# What to do
Please repeat the lines below exactly. Begin with the line containing "least one envelope." and go on through the line containing "past the end.".

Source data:
══════

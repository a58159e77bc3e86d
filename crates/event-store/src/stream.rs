//! Immutable, ordered collection of event envelopes.

use std::iter::Enumerate;
use std::slice;
use std::sync::Arc;

use serde::{Deserialize, Serialize};

use crate::{AggregateId, EventEnvelope, EventStoreError, Result, Version};

/// An ordered, non-empty, frozen sequence of [`EventEnvelope`]s belonging to
/// one aggregate.
///
/// The envelopes are copied into shared storage at construction and the type
/// offers no way to change them afterwards, so cloning a stream is cheap and
/// every clone observes the same envelopes. Construction guarantees:
///
/// - at least one envelope,
/// - every sequence number is at least 1 and strictly greater than the previous one,
/// - every envelope carries the same aggregate identifier.
#[derive(Debug, Clone, PartialEq, Serialize, Deserialize)]
#[serde(try_from = "Vec<EventEnvelope>", into = "Vec<EventEnvelope>")]
pub struct EventEnvelopeStream {
    envelopes: Arc<[EventEnvelope]>,
}

impl EventEnvelopeStream {
    /// Builds a stream, validating the envelopes.
    pub fn new(envelopes: Vec<EventEnvelope>) -> Result<Self> {
        let first = envelopes.first().ok_or(EventStoreError::CollectionIsEmpty)?;
        let aggregate_id = first.aggregate_id();

        let mut previous = Version::initial();
        for (index, envelope) in envelopes.iter().enumerate() {
            if envelope.aggregate_id() != aggregate_id {
                return Err(EventStoreError::InvalidItemInCollection {
                    index,
                    reason: format!(
                        "envelope belongs to {}, stream belongs to {aggregate_id}",
                        envelope.aggregate_id()
                    ),
                });
            }
            let sequence_number = envelope.sequence_number();
            if sequence_number <= previous {
                return Err(EventStoreError::InvalidItemInCollection {
                    index,
                    reason: format!(
                        "sequence number {sequence_number} does not follow {previous}"
                    ),
                });
            }
            previous = sequence_number;
        }

        Ok(Self {
            envelopes: envelopes.into(),
        })
    }

    /// Builds a stream from raw JSON items, as read from storage.
    ///
    /// Any item that does not decode as an [`EventEnvelope`] is rejected with
    /// [`EventStoreError::InvalidItemInCollection`].
    pub fn from_values(items: Vec<serde_json::Value>) -> Result<Self> {
        if items.is_empty() {
            return Err(EventStoreError::CollectionIsEmpty);
        }

        let envelopes = items
            .into_iter()
            .enumerate()
            .map(|(index, item)| {
                serde_json::from_value::<EventEnvelope>(item).map_err(|e| {
                    EventStoreError::InvalidItemInCollection {
                        index,
                        reason: format!("not an event envelope: {e}"),
                    }
                })
            })
            .collect::<Result<Vec<_>>>()?;

        Self::new(envelopes)
    }

    /// Returns the number of envelopes.
    pub fn len(&self) -> usize {
        self.envelopes.len()
    }

    /// Always false: a stream holds at least one envelope.
    pub fn is_empty(&self) -> bool {
        self.envelopes.is_empty()
    }

    /// Returns the envelope at `index`, or `None` past the end.
    pub fn get(&self, index: usize) -> Option<&EventEnvelope> {
        self.envelopes.get(index)
    }

    /// Returns true if an envelope exists at `index`.
    pub fn contains(&self, index: usize) -> bool {
        index < self.envelopes.len()
    }

    /// Returns the first envelope.
    pub fn first(&self) -> &EventEnvelope {
        &self.envelopes[0]
    }

    /// Returns the last envelope.
    pub fn last(&self) -> &EventEnvelope {
        &self.envelopes[self.envelopes.len() - 1]
    }

    /// The aggregate every envelope in this stream belongs to.
    pub fn aggregate_id(&self) -> &AggregateId {
        self.first().aggregate_id()
    }

    /// Sequence number of the last envelope.
    pub fn last_sequence_number(&self) -> Version {
        self.last().sequence_number()
    }

    /// Always fails: envelopes cannot be replaced once the stream exists.
    pub fn replace(&self, _index: usize, _envelope: EventEnvelope) -> Result<()> {
        Err(EventStoreError::ObjectIsImmutable("EventEnvelopeStream"))
    }

    /// Always fails: envelopes cannot be removed once the stream exists.
    pub fn remove(&self, _index: usize) -> Result<EventEnvelope> {
        Err(EventStoreError::ObjectIsImmutable("EventEnvelopeStream"))
    }

    /// Iterates over `(index, envelope)` pairs in stream order.
    ///
    /// Each call starts again from index 0.
    pub fn iter(&self) -> Iter<'_> {
        Iter {
            inner: self.envelopes.iter().enumerate(),
        }
    }
}

impl TryFrom<Vec<EventEnvelope>> for EventEnvelopeStream {
    type Error = EventStoreError;

    fn try_from(envelopes: Vec<EventEnvelope>) -> Result<Self> {
        Self::new(envelopes)
    }
}

impl From<EventEnvelopeStream> for Vec<EventEnvelope> {
    fn from(stream: EventEnvelopeStream) -> Self {
        stream.envelopes.to_vec()
    }
}

impl<'a> IntoIterator for &'a EventEnvelopeStream {
    type Item = (usize, &'a EventEnvelope);
    type IntoIter = Iter<'a>;

    fn into_iter(self) -> Self::IntoIter {
        self.iter()
    }
}

/// Iterator over the `(index, envelope)` pairs of an [`EventEnvelopeStream`].
#[derive(Debug, Clone)]
pub struct Iter<'a> {
    inner: Enumerate<slice::Iter<'a, EventEnvelope>>,
}

impl<'a> Iterator for Iter<'a> {
    type Item = (usize, &'a EventEnvelope);

    fn next(&mut self) -> Option<Self::Item> {
        self.inner.next()
    }

    fn size_hint(&self) -> (usize, Option<usize>) {
        self.inner.size_hint()
    }
}

impl ExactSizeIterator for Iter<'_> {}

#[cfg(test)]
mod tests {
    use super::*;
    use crate::IdKind;

    fn basket_id() -> AggregateId {
        AggregateId::generate(IdKind::parse("basket").unwrap())
    }

    fn envelope(aggregate_id: &AggregateId, sequence_number: i64) -> EventEnvelope {
        EventEnvelope::builder()
            .aggregate_id(aggregate_id.clone())
            .aggregate_type("Basket")
            .event_type(format!("Event{sequence_number}"))
            .sequence_number(Version::new(sequence_number))
            .payload_raw(serde_json::json!({ "n": sequence_number }))
            .build()
            .unwrap()
    }

    fn three_envelopes(aggregate_id: &AggregateId) -> Vec<EventEnvelope> {
        (1..=3).map(|n| envelope(aggregate_id, n)).collect()
    }

    #[test]
    fn it_cannot_be_empty() {
        let result = EventEnvelopeStream::new(vec![]);
        assert!(matches!(result, Err(EventStoreError::CollectionIsEmpty)));

        let result = EventEnvelopeStream::from_values(vec![]);
        assert!(matches!(result, Err(EventStoreError::CollectionIsEmpty)));
    }

    #[test]
    fn it_contains_only_event_envelopes() {
        let id = basket_id();
        let valid = serde_json::to_value(envelope(&id, 1)).unwrap();
        let foreign = serde_json::json!({ "not": "an envelope" });

        let result = EventEnvelopeStream::from_values(vec![valid, foreign]);
        assert!(matches!(
            result,
            Err(EventStoreError::InvalidItemInCollection { index: 1, .. })
        ));
    }

    #[test]
    fn it_accepts_valid_raw_items() {
        let id = basket_id();
        let items = three_envelopes(&id)
            .into_iter()
            .map(|e| serde_json::to_value(e).unwrap())
            .collect();

        let stream = EventEnvelopeStream::from_values(items).unwrap();
        assert_eq!(stream.len(), 3);
        assert_eq!(stream.aggregate_id(), &id);
    }

    #[test]
    fn it_rejects_out_of_order_sequence_numbers() {
        let id = basket_id();
        let result = EventEnvelopeStream::new(vec![envelope(&id, 2), envelope(&id, 1)]);
        assert!(matches!(
            result,
            Err(EventStoreError::InvalidItemInCollection { index: 1, .. })
        ));

        let result = EventEnvelopeStream::new(vec![envelope(&id, 1), envelope(&id, 1)]);
        assert!(matches!(
            result,
            Err(EventStoreError::InvalidItemInCollection { index: 1, .. })
        ));
    }

    #[test]
    fn it_rejects_envelopes_of_another_aggregate() {
        let id = basket_id();
        let other = basket_id();
        let result = EventEnvelopeStream::new(vec![envelope(&id, 1), envelope(&other, 2)]);
        assert!(matches!(
            result,
            Err(EventStoreError::InvalidItemInCollection { index: 1, .. })
        ));
    }

    #[test]
    fn it_exposes_whether_a_key_exists_or_not() {
        let stream = EventEnvelopeStream::new(three_envelopes(&basket_id())).unwrap();
        assert!(stream.contains(0));
        assert!(stream.contains(1));
        assert!(stream.contains(2));
        assert!(!stream.contains(3));
    }

    #[test]
    fn it_exposes_items_by_key() {
        let id = basket_id();
        let envelopes = three_envelopes(&id);
        let stream = EventEnvelopeStream::new(envelopes.clone()).unwrap();

        assert_eq!(stream.get(0), Some(&envelopes[0]));
        assert_eq!(stream.get(1), Some(&envelopes[1]));
        assert_eq!(stream.get(2), Some(&envelopes[2]));
        assert_eq!(stream.get(3), None);
        assert_eq!(stream.get(usize::MAX), None);
    }

    #[test]
    fn items_cannot_be_replaced() {
        let id = basket_id();
        let envelopes = three_envelopes(&id);
        let stream = EventEnvelopeStream::new(envelopes.clone()).unwrap();

        let result = stream.replace(0, envelope(&id, 7));
        assert!(matches!(result, Err(EventStoreError::ObjectIsImmutable(_))));
        assert_eq!(stream.get(0), Some(&envelopes[0]));
        assert_eq!(stream.len(), 3);
    }

    #[test]
    fn items_cannot_be_removed() {
        let id = basket_id();
        let envelopes = three_envelopes(&id);
        let stream = EventEnvelopeStream::new(envelopes.clone()).unwrap();

        let result = stream.remove(0);
        assert!(matches!(result, Err(EventStoreError::ObjectIsImmutable(_))));
        assert_eq!(stream.get(0), Some(&envelopes[0]));
        assert_eq!(stream.len(), 3);
    }

    #[test]
    fn it_can_be_counted() {
        let stream = EventEnvelopeStream::new(three_envelopes(&basket_id())).unwrap();
        assert_eq!(stream.len(), 3);
        assert!(!stream.is_empty());
        assert_eq!(stream.last_sequence_number(), Version::new(3));
    }

    #[test]
    fn it_can_be_iterated_over_with_indexes() {
        let id = basket_id();
        let envelopes = three_envelopes(&id);
        let stream = EventEnvelopeStream::new(envelopes.clone()).unwrap();

        let collected: Vec<_> = stream.iter().collect();
        assert_eq!(collected.len(), 3);
        for (position, (index, envelope)) in collected.into_iter().enumerate() {
            assert_eq!(index, position);
            assert_eq!(envelope, &envelopes[position]);
        }
    }

    #[test]
    fn each_iteration_starts_from_the_beginning() {
        let stream = EventEnvelopeStream::new(three_envelopes(&basket_id())).unwrap();

        let mut partial = stream.iter();
        partial.next();
        partial.next();

        let indexes: Vec<usize> = (&stream).into_iter().map(|(index, _)| index).collect();
        assert_eq!(indexes, vec![0, 1, 2]);
        assert_eq!(partial.next().map(|(index, _)| index), Some(2));
        assert_eq!(stream.iter().len(), 3);
    }

    #[test]
    fn construction_copies_the_input() {
        let id = basket_id();
        let mut envelopes = three_envelopes(&id);
        let stream = EventEnvelopeStream::new(envelopes.clone()).unwrap();

        envelopes.clear();
        assert_eq!(stream.len(), 3);
    }

    #[test]
    fn deserialization_revalidates() {
        let id = basket_id();
        let stream = EventEnvelopeStream::new(three_envelopes(&id)).unwrap();
        let json = serde_json::to_string(&stream).unwrap();
        let decoded: EventEnvelopeStream = serde_json::from_str(&json).unwrap();
        assert_eq!(decoded, stream);

        assert!(serde_json::from_str::<EventEnvelopeStream>("[]").is_err());
    }
}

══════

# Solution for this exercise
    /// Always false: a stream holds at least one envelope.
    pub fn is_empty(&self) -> bool {
        self.envelopes.is_empty()
    }

    /// Returns the envelope at `index`, or `None` past the end.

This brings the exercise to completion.